* Exercise directions *
In this material, which lines include the string "main"? Show them.

* Data for analysis *
>>>

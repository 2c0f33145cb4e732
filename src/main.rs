use std::{fs, path::PathBuf, sync::Arc};

use anyhow::{Context as _, bail};
use clap::{Parser, Subcommand};
use tabcapture::{
    accumulator::{Clock as _, SystemClock},
    config::{Config, ConfigSource},
    entry::{FinalizedEntry, TabId},
    har_export, har_import,
    history::HistoryStore,
    logging,
    persistence::PersistenceBridge,
    reconcile::{self, ToleranceMatcher},
    service::{self, CorrelatorHandle},
    storage::SqliteArea,
    transport,
};
use tokio::io::{AsyncBufRead, AsyncBufReadExt as _, AsyncWrite, AsyncWriteExt as _, BufReader};

#[derive(Debug, Parser)]
#[command(name = "tabcapture")]
struct Cli {
    #[command(subcommand)]
    command: Command,
}

#[derive(Debug, Subcommand)]
enum Command {
    /// Read capture events from stdin as JSON lines and answer queries on stdout.
    Serve {
        /// Optional path to config TOML. If omitted, default discovery is used.
        #[arg(long)]
        config: Option<PathBuf>,
        /// Override log level (trace, debug, info, warn, error, off).
        #[arg(long)]
        log_level: Option<String>,
    },
    /// Print a tab's persisted entries as JSON.
    Entries {
        #[arg(long, allow_negative_numbers = true)]
        tab: TabId,
        /// Optional path to config TOML. If omitted, default discovery is used.
        #[arg(long)]
        config: Option<PathBuf>,
    },
    /// Export a tab's persisted entries as a HAR 1.2 document.
    Export {
        #[arg(long, allow_negative_numbers = true)]
        tab: TabId,
        /// Write to this file instead of stdout.
        #[arg(long)]
        out: Option<PathBuf>,
        /// Optional path to config TOML. If omitted, default discovery is used.
        #[arg(long)]
        config: Option<PathBuf>,
    },
    /// Remove a tab's entries from the durable store.
    Clear {
        #[arg(long, allow_negative_numbers = true)]
        tab: TabId,
        /// Optional path to config TOML. If omitted, default discovery is used.
        #[arg(long)]
        config: Option<PathBuf>,
    },
    /// Reconcile a HAR file into a tab's persisted entries.
    Import {
        #[arg(long, allow_negative_numbers = true)]
        tab: TabId,
        file: PathBuf,
        /// Optional path to config TOML. If omitted, default discovery is used.
        #[arg(long)]
        config: Option<PathBuf>,
    },
}

#[derive(Debug, Clone, PartialEq, Eq)]
enum OfflineCommand {
    Entries { tab: TabId },
    Export { tab: TabId, out: Option<PathBuf> },
    Clear { tab: TabId },
    Import { tab: TabId, file: PathBuf },
}

#[derive(Debug, Clone, PartialEq)]
enum OfflineOutcome {
    Entries {
        entries: Vec<FinalizedEntry>,
    },
    Exported {
        tab: TabId,
        count: usize,
        out: Option<PathBuf>,
        document: String,
    },
    Cleared {
        tab: TabId,
        removed: bool,
    },
    Imported {
        tab: TabId,
        novel: usize,
        duplicates: usize,
        evicted: usize,
    },
}

fn require_bridge(config: &Config) -> anyhow::Result<PersistenceBridge> {
    let (Some(storage), Some(path)) = (config.storage.as_ref(), config.storage_path()?) else {
        bail!("storage not configured; set `[storage].path` in config");
    };
    let area = SqliteArea::open(path.clone())
        .with_context(|| format!("open capture store {}", path.display()))?;
    Ok(PersistenceBridge::new(Arc::new(area), storage.timeout()))
}

async fn load_history(config: &Config, bridge: &PersistenceBridge) -> anyhow::Result<HistoryStore> {
    let persisted = bridge.try_load_all().await?;
    Ok(HistoryStore::from_persisted(
        persisted,
        config.capture.max_entries_per_tab,
    ))
}

async fn run_offline_command(
    config: &Config,
    command: OfflineCommand,
) -> anyhow::Result<OfflineOutcome> {
    let bridge = require_bridge(config)?;
    let mut history = load_history(config, &bridge).await?;

    match command {
        OfflineCommand::Entries { tab } => Ok(OfflineOutcome::Entries {
            entries: history.snapshot(tab),
        }),
        OfflineCommand::Export { tab, out } => {
            let entries = history.snapshot(tab);
            let document = har_export::to_har_json(&entries).context("render HAR document")?;
            if let Some(path) = out.as_ref() {
                fs::write(path, &document)
                    .with_context(|| format!("write HAR document {}", path.display()))?;
            }
            Ok(OfflineOutcome::Exported {
                tab,
                count: entries.len(),
                out,
                document,
            })
        }
        OfflineCommand::Clear { tab } => {
            let removed = history.clear(tab);
            if removed {
                bridge.try_save_all(&history.to_persisted()).await?;
            }
            Ok(OfflineOutcome::Cleared { tab, removed })
        }
        OfflineCommand::Import { tab, file } => {
            let text = fs::read_to_string(&file)
                .with_context(|| format!("read HAR file {}", file.display()))?;
            let incoming = har_import::parse_har_str(&text, SystemClock.now_ms())
                .with_context(|| format!("import HAR file {}", file.display()))?;
            let matcher = ToleranceMatcher {
                tolerance_ms: config.reconcile.tolerance_ms,
            };
            let report = reconcile::reconcile(&mut history, tab, incoming, &matcher);
            if report.changed() {
                bridge.try_save_all(&history.to_persisted()).await?;
            }
            Ok(OfflineOutcome::Imported {
                tab,
                novel: report.novel,
                duplicates: report.duplicates,
                evicted: report.evicted,
            })
        }
    }
}

fn print_offline_outcome(outcome: OfflineOutcome) -> anyhow::Result<()> {
    match outcome {
        OfflineOutcome::Entries { entries } => {
            println!(
                "{}",
                serde_json::to_string_pretty(&entries).context("render entries")?
            );
        }
        OfflineOutcome::Exported {
            tab,
            count,
            out,
            document,
        } => match out {
            Some(path) => println!(
                "exported {count} entries for tab {tab} to {}",
                path.display()
            ),
            None => println!("{document}"),
        },
        OfflineOutcome::Cleared { tab, removed } => {
            if removed {
                println!("cleared tab {tab}");
            } else {
                println!("tab {tab} has no entries");
            }
        }
        OfflineOutcome::Imported {
            tab,
            novel,
            duplicates,
            evicted,
        } => {
            println!(
                "imported into tab {tab}: {novel} novel, {duplicates} duplicate, {evicted} evicted"
            );
        }
    }
    Ok(())
}

/// Feeds `input` lines to the service and writes replies to `output` until
/// EOF or Ctrl-C.
async fn pump_lines<R, W>(handle: &CorrelatorHandle, input: R, mut output: W) -> anyhow::Result<()>
where
    R: AsyncBufRead + Unpin,
    W: AsyncWrite + Unpin,
{
    let mut lines = input.lines();
    let interrupt = tokio::signal::ctrl_c();
    tokio::pin!(interrupt);

    loop {
        tokio::select! {
            signal = &mut interrupt => {
                signal.context("listen for ctrl-c")?;
                tracing::info!("interrupt received; shutting down");
                break;
            }
            line = lines.next_line() => {
                let Some(line) = line.context("read event line")? else { break };
                if let Some(reply) = transport::dispatch_line(handle, &line).await? {
                    let mut encoded = reply.to_line().context("encode reply")?;
                    encoded.push('\n');
                    output
                        .write_all(encoded.as_bytes())
                        .await
                        .context("write reply")?;
                    output.flush().await.context("flush reply")?;
                }
            }
        }
    }
    Ok(())
}

#[tokio::main]
async fn main() -> anyhow::Result<()> {
    let cli = Cli::parse();

    let (config, command) = match cli.command {
        Command::Serve { config, log_level } => {
            let (config, source) = Config::load_with_source(config.as_deref())?;
            logging::init(&config, log_level.as_deref())?;
            eprintln!("{}", startup_summary(&config, &source));

            let running = service::start(&config).await?;
            let handle = running.handle();
            let pumped = pump_lines(
                &handle,
                BufReader::new(tokio::io::stdin()),
                tokio::io::stdout(),
            )
            .await;
            drop(handle);
            running.shutdown().await?;
            return pumped;
        }
        Command::Entries { tab, config } => (config, OfflineCommand::Entries { tab }),
        Command::Export { tab, out, config } => (config, OfflineCommand::Export { tab, out }),
        Command::Clear { tab, config } => (config, OfflineCommand::Clear { tab }),
        Command::Import { tab, file, config } => (config, OfflineCommand::Import { tab, file }),
    };

    let config = Config::load(config.as_deref())?;
    let outcome = run_offline_command(&config, command).await?;
    print_offline_outcome(outcome)
}

fn startup_summary(config: &Config, source: &ConfigSource) -> String {
    let storage_path = config
        .storage
        .as_ref()
        .map(|storage| storage.path.display().to_string())
        .unwrap_or_else(|| "in-memory".to_owned());

    format!(
        "startup config: source={}, storage_path={}, max_entries_per_tab={}, pending_idle_ms={}, tolerance_ms={}, clear_on_navigate={}",
        source,
        storage_path,
        config.capture.max_entries_per_tab,
        config.capture.pending_idle_ms,
        config.reconcile.tolerance_ms,
        config.capture.clear_on_navigate
    )
}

<<<

* Expected answer *
filename src/main.rs
#[tokio::main]
async fn main() -> anyhow::Result<()> {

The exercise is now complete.